* Problem details *
Lines with the string "factor" are to be identified in the listing and copied.
───── Records shown ─────
//! Bounded Levenberg-Marquardt refinement, one independent fit per voxel.
//!
//! Each voxel minimizes the sum of squared residuals via damped Gauss-Newton:
//! solve `(J'J + lambda * D) delta = J' r`, with `D = diag(J'J)` when the
//! Marquardt scaling is enabled and `D = I` otherwise. Candidate steps are
//! clamped into the configured box bounds before evaluation.
//!
//! Numeric degeneracy is handled locally: a singular normal-equation solve or
//! a non-finite candidate residual is a rejected step, and a voxel whose
//! damping factor runs away is abandoned with its best-so-far parameters.

use nalgebra::{DMatrix, DVector};
use rayon::prelude::*;

use crate::domain::RunConfig;
use crate::model::capability::{SignalModel, cfp_block, sum_squared_residuals};
use crate::model::descriptor::ModelDescriptor;
use crate::store::parameters::ActivePartition;

/// Initial damping factor.
const LAMBDA_INIT: f64 = 0.1;
/// Damping shrink on an accepted step.
const LAMBDA_DOWN: f64 = 0.8;
/// Damping growth on a rejected step.
const LAMBDA_UP: f64 = 3.0;
/// Damping ceiling; beyond this the voxel keeps its best-so-far parameters.
const LAMBDA_MAX: f64 = 1e10;
/// Relative SSR decrease below which an accepted step counts toward
/// convergence.
const RELATIVE_TOLERANCE: f64 = 1e-9;
/// Consecutive near-flat accepted steps required to declare convergence.
const CONVERGED_STREAK: usize = 2;

/// Per-voxel outcome of the refinement.
#[derive(Debug, Clone, Copy)]
pub struct LmVoxelReport {
    pub iterations: usize,
    pub converged: bool,
    pub ssr: f64,
}

/// Per-voxel bounded nonlinear least squares.
pub struct LevenbergMarquardt<'a, M: SignalModel> {
    model: &'a M,
    descriptor: &'a ModelDescriptor,
    max_iterations: usize,
    use_marquardt: bool,
}

impl<'a, M: SignalModel> LevenbergMarquardt<'a, M> {
    pub fn new(model: &'a M, descriptor: &'a ModelDescriptor, config: &RunConfig) -> Self {
        Self {
            model,
            descriptor,
            max_iterations: config.max_lm_iterations,
            use_marquardt: config.use_marquardt,
        }
    }

    /// Refine every voxel lane of the partition in parallel.
    ///
    /// Returns one report per *real* voxel; padding lanes are computed and
    /// discarded.
    pub fn run(&self, part: &mut ActivePartition<'_>) -> Vec<LmVoxelReport> {
        let nparams = part.nparams;
        let nmeas = part.nmeas;
        let fp_stride = part.fp_stride;
        let cfp_stride = part.cfp_stride;
        let meas = part.meas;
        let fp = part.fp;
        let cfp = part.cfp;
        let free = self.descriptor.free_params();

        let mut reports: Vec<LmVoxelReport> = part
            .params
            .par_chunks_mut(nparams)
            .enumerate()
            .map(|(v, p)| {
                let meas_row = &meas[v * nmeas..(v + 1) * nmeas];
                let fp_row = &fp[v * fp_stride..(v + 1) * fp_stride];
                self.fit_voxel(p, meas_row, cfp, cfp_stride, fp_row, &free)
            })
            .collect();
        reports.truncate(part.nvox);
        reports
    }

    fn fit_voxel(
        &self,
        p: &mut [f64],
        meas: &[f64],
        cfp: &[f64],
        cfp_stride: usize,
        fp: &[f64],
        free: &[usize],
    ) -> LmVoxelReport {
        let bounds = self.descriptor.bounds();
        for &idx in free {
            p[idx] = bounds[idx].clamp(p[idx]);
        }

        let mut ssr = sum_squared_residuals(self.model, p, meas, cfp, cfp_stride, fp);
        let nfree = free.len();
        if nfree == 0 {
            self.model.fix_constraints_after_lm(p);
            return LmVoxelReport {
                iterations: 0,
                converged: true,
                ssr,
            };
        }

        let nmeas = meas.len();
        let mut jacobian = DMatrix::<f64>::zeros(nmeas, nfree);
        let mut residuals = DVector::<f64>::zeros(nmeas);
        let mut deriv_row = vec![0.0; p.len()];
        let mut candidate = vec![0.0; p.len()];

        let mut lambda = LAMBDA_INIT;
        let mut streak = 0usize;
        let mut converged = false;
        let mut iterations = 0usize;

        for iter in 0..self.max_iterations {
            iterations = iter + 1;

            for m in 0..nmeas {
                let block = cfp_block(cfp, cfp_stride, m);
                residuals[m] = meas[m] - self.model.signal(p, block, fp);
                self.model.derivatives(p, block, fp, &mut deriv_row);
                for (j, &idx) in free.iter().enumerate() {
                    jacobian[(m, j)] = deriv_row[idx];
                }
            }

            let jt = jacobian.transpose();
            let mut normal = &jt * &jacobian;
            let gradient = &jt * &residuals;
            for j in 0..nfree {
                let d = if self.use_marquardt { normal[(j, j)] } else { 1.0 };
                normal[(j, j)] += lambda * d;
            }

            // A singular or non-finite system is a rejected step, never fatal.
            let step = match normal.cholesky() {
                Some(chol) => chol.solve(&gradient),
                None => {
                    lambda *= LAMBDA_UP;
                    if lambda > LAMBDA_MAX {
                        break;
                    }
                    continue;
                }
            };

            candidate.copy_from_slice(p);
            for (j, &idx) in free.iter().enumerate() {
                candidate[idx] = bounds[idx].clamp(candidate[idx] + step[j]);
            }
            let new_ssr =
                sum_squared_residuals(self.model, &candidate, meas, cfp, cfp_stride, fp);

            if new_ssr < ssr {
                let relative_drop = if ssr > 0.0 { (ssr - new_ssr) / ssr } else { 0.0 };
                p.copy_from_slice(&candidate);
                ssr = new_ssr;
                lambda *= LAMBDA_DOWN;
                if relative_drop < RELATIVE_TOLERANCE {
                    streak += 1;
                    if streak >= CONVERGED_STREAK {
                        converged = true;
                        break;
                    }
                } else {
                    streak = 0;
                }
            } else {
                lambda *= LAMBDA_UP;
                if lambda > LAMBDA_MAX {
                    log::debug!("LM damping ran away; keeping best-so-far parameters");
                    break;
                }
            }
        }

        self.model.fix_constraints_after_lm(p);
        for &idx in free {
            p[idx] = bounds[idx].clamp(p[idx]);
        }

        LmVoxelReport {
            iterations,
            converged,
            ssr,
        }
    }
}

#[cfg(test)]
mod tests {
    use super::*;
    use crate::domain::{Bound, ModelSpec, RunConfig};
    use crate::model::toy::ExpDecay;

    fn descriptor(bounds: Vec<Bound>, frozen: Vec<bool>) -> ModelDescriptor {
        let spec = ModelSpec {
            nparams: 2,
            init: Some(vec![0.3, 1.0]),
            fp_sizes: vec![],
            cfp_sizes: vec![1],
            bounds,
            priors: vec![],
            frozen,
            grid: None,
        };
        ModelDescriptor::from_spec(&spec, &ExpDecay).unwrap()
    }

    fn fit_single(
        descriptor: &ModelDescriptor,
        init: [f64; 2],
        meas: &[f64],
        xs: &[f64],
    ) -> ([f64; 2], LmVoxelReport) {
        let model = ExpDecay;
        let config = RunConfig::default();
        let lm = LevenbergMarquardt::new(&model, descriptor, &config);
        let mut p = init;
        let free = descriptor.free_params();
        let report = lm.fit_voxel(&mut p, meas, xs, 1, &[], &free);
        (p, report)
    }

    fn exp_signal(p: [f64; 2], xs: &[f64]) -> Vec<f64> {
        xs.iter().map(|x| (-p[0] * x).exp() * p[1]).collect()
    }

    #[test]
    fn recovers_exact_parameters_from_noiseless_data() {
        let xs: Vec<f64> = (0..12).map(|i| 0.2 + 0.3 * i as f64).collect();
        let truth = [1.0, 2.0];
        let meas = exp_signal(truth, &xs);
        let d = descriptor(vec![], vec![]);
        let (p, report) = fit_single(&d, [0.3, 1.0], &meas, &xs);

        assert!((p[0] - truth[0]).abs() < 1e-6, "rate: {}", p[0]);
        assert!((p[1] - truth[1]).abs() < 1e-6, "amplitude: {}", p[1]);
        assert!(report.ssr < 1e-10);
    }

    #[test]
    fn never_leaves_configured_bounds() {
        let xs: Vec<f64> = (0..10).map(|i| 0.1 + 0.5 * i as f64).collect();
        // Data generated outside the allowed box: the fit must saturate at
        // the bound, not cross it.
        let meas = exp_signal([3.0, 5.0], &xs);
        let d = descriptor(
            vec![
                Bound::MinMax { min: 0.0, max: 1.5 },
                Bound::MinMax { min: 0.0, max: 2.0 },
            ],
            vec![],
        );
        let (p, _) = fit_single(&d, [0.5, 1.0], &meas, &xs);
        assert!((0.0..=1.5).contains(&p[0]), "rate out of bounds: {}", p[0]);
        assert!((0.0..=2.0).contains(&p[1]), "amplitude out of bounds: {}", p[1]);
    }

    #[test]
    fn frozen_parameter_keeps_its_value() {
        let xs: Vec<f64> = (0..10).map(|i| 0.1 + 0.5 * i as f64).collect();
        let meas = exp_signal([1.0, 2.0], &xs);
        let d = descriptor(vec![], vec![true, false]);
        // Rate frozen at the (true) value; only the amplitude may move.
        let (p, _) = fit_single(&d, [1.0, 0.5], &meas, &xs);
        assert_eq!(p[0], 1.0);
        assert!((p[1] - 2.0).abs() < 1e-6);
    }

    #[test]
    fn nan_measurements_degrade_to_initial_parameters() {
        let xs = [0.5, 1.0, 1.5];
        let meas = [f64::NAN, f64::NAN, f64::NAN];
        let d = descriptor(vec![], vec![]);
        let (p, report) = fit_single(&d, [0.3, 1.0], &meas, &xs);
        // No candidate can beat an infinite SSR with NaN data; the voxel
        // keeps its initial parameters and reports no convergence.
        assert_eq!(p, [0.3, 1.0]);
        assert!(!report.converged);
    }

    #[test]
    fn parallel_run_fits_every_lane() {
        use crate::store::{ParameterStore, PartitionLayout};

        let model = ExpDecay;
        let d = descriptor(vec![], vec![]);
        let config = RunConfig::default();
        let xs = vec![0.2, 0.6, 1.0, 1.8, 2.4];
        let nvox = 11;
        let mut measurements = Vec::new();
        for v in 0..nvox {
            let amp = 1.0 + v as f64 * 0.1;
            measurements.extend(exp_signal([1.0, amp], &xs));
        }
        let layout = PartitionLayout::with_size_part(nvox, 16).unwrap();
        let mut store = ParameterStore::new(
            &d,
            &config,
            layout,
            measurements,
            xs.len(),
            vec![],
            xs.clone(),
            None,
        )
        .unwrap();
        store.load_partition(0).unwrap();
        let mut active = store.active_partition().unwrap();
        let lm = LevenbergMarquardt::new(&model, &d, &config);
        let reports = lm.run(&mut active);
        assert_eq!(reports.len(), nvox);
        for (v, chunk) in active.params.chunks(2).take(nvox).enumerate() {
            let amp = 1.0 + v as f64 * 0.1;
            assert!((chunk[1] - amp).abs() < 1e-5, "voxel {v}: {}", chunk[1]);
        }
    }
}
─────
* Solution below *
//! damping factor runs away is abandoned with its best-so-far parameters.
/// Initial damping factor.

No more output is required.